• PROBLEM TO SOLVE
Go through the records below and copy out every line that contains the word "OpenBoundary".

Stored entries
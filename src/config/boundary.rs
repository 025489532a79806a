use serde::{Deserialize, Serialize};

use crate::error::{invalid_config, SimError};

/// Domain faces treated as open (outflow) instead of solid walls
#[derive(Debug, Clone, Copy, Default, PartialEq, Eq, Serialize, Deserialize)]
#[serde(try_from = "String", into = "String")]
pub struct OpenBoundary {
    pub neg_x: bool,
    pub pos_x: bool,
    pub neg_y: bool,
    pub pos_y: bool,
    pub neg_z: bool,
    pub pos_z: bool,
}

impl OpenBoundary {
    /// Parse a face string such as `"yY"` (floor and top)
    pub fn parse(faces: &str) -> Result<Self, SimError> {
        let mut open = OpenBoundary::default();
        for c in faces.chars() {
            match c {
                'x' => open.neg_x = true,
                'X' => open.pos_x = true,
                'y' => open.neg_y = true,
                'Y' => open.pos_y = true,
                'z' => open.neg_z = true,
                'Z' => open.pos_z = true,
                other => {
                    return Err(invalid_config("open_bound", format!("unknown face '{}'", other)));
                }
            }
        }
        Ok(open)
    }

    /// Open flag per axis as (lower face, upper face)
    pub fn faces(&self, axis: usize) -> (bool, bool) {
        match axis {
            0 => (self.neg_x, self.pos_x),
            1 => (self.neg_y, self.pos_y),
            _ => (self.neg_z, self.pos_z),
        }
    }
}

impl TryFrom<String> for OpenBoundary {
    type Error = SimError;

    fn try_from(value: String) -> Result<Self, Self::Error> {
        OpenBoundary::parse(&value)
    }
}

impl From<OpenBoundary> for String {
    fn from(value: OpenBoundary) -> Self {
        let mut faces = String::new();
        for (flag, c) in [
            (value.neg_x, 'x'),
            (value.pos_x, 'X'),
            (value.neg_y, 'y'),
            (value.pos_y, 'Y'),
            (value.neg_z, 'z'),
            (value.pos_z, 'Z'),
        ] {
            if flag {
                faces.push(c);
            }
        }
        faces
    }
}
==
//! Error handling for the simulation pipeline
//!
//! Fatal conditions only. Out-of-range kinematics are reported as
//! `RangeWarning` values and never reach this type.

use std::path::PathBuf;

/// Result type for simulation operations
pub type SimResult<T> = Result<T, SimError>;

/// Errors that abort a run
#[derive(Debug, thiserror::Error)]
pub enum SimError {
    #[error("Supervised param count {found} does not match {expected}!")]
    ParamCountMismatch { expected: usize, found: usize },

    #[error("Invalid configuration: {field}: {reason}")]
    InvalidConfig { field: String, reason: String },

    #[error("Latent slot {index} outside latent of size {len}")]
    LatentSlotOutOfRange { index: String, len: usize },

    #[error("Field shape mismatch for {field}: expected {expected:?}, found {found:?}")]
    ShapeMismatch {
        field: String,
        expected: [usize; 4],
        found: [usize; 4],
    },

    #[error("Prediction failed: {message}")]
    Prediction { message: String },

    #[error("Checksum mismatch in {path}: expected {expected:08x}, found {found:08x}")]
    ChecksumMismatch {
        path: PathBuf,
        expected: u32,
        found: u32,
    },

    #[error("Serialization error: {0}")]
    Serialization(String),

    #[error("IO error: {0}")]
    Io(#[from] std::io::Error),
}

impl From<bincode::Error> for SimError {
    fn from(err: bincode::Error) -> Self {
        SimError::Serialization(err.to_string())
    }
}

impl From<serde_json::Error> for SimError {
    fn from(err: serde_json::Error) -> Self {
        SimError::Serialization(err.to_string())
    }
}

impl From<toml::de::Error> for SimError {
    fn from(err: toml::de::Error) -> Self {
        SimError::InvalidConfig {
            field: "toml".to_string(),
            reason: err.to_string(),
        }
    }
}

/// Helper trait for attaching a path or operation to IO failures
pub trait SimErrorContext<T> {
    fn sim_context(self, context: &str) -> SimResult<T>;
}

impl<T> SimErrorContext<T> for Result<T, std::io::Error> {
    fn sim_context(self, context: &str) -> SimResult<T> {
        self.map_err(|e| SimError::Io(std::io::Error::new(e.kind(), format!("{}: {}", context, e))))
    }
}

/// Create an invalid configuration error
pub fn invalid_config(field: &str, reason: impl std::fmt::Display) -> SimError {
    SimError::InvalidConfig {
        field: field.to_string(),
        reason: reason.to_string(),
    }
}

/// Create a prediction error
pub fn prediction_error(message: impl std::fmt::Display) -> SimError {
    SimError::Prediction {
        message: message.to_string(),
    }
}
---
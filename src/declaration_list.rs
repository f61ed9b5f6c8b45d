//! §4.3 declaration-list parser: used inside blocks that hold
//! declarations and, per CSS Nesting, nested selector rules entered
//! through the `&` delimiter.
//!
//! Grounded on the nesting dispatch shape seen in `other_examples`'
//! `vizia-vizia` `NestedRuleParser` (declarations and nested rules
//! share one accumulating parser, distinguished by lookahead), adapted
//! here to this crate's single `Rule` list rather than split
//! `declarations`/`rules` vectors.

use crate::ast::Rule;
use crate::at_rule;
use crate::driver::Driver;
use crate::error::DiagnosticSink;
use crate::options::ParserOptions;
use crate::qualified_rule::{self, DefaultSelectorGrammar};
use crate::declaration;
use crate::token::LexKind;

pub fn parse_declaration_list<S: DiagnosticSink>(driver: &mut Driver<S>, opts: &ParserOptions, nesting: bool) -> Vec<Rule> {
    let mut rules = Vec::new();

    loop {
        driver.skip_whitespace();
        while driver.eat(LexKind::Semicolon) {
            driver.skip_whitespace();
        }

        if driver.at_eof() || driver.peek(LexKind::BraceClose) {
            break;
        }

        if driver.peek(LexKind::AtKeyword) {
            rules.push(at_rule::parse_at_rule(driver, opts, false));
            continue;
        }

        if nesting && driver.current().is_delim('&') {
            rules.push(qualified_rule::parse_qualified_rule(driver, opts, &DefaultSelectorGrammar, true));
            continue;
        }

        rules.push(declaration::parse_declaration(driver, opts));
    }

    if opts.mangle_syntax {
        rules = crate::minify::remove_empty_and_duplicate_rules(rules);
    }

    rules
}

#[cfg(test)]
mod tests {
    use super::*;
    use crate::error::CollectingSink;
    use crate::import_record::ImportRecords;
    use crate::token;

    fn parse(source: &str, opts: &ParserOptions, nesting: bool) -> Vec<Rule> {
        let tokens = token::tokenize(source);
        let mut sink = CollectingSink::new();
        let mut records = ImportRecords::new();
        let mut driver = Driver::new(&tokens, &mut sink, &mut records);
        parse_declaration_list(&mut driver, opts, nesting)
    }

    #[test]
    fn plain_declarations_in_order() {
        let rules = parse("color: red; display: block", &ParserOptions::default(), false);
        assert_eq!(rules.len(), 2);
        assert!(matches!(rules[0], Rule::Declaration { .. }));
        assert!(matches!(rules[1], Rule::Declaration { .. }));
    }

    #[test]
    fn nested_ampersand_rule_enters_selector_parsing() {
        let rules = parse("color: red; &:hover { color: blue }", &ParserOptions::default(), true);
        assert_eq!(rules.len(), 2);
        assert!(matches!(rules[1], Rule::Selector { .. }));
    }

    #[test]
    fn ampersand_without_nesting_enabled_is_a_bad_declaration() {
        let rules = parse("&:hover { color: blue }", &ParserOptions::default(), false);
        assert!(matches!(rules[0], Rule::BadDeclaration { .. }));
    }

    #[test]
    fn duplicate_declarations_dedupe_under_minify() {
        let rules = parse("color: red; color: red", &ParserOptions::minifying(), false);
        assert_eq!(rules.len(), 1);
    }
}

• EXERCISE SOLUTION
pub struct OpenBoundary {
impl OpenBoundary {
        let mut open = OpenBoundary::default();
impl TryFrom<String> for OpenBoundary {
        OpenBoundary::parse(&value)
impl From<OpenBoundary> for String {
    fn from(value: OpenBoundary) -> Self {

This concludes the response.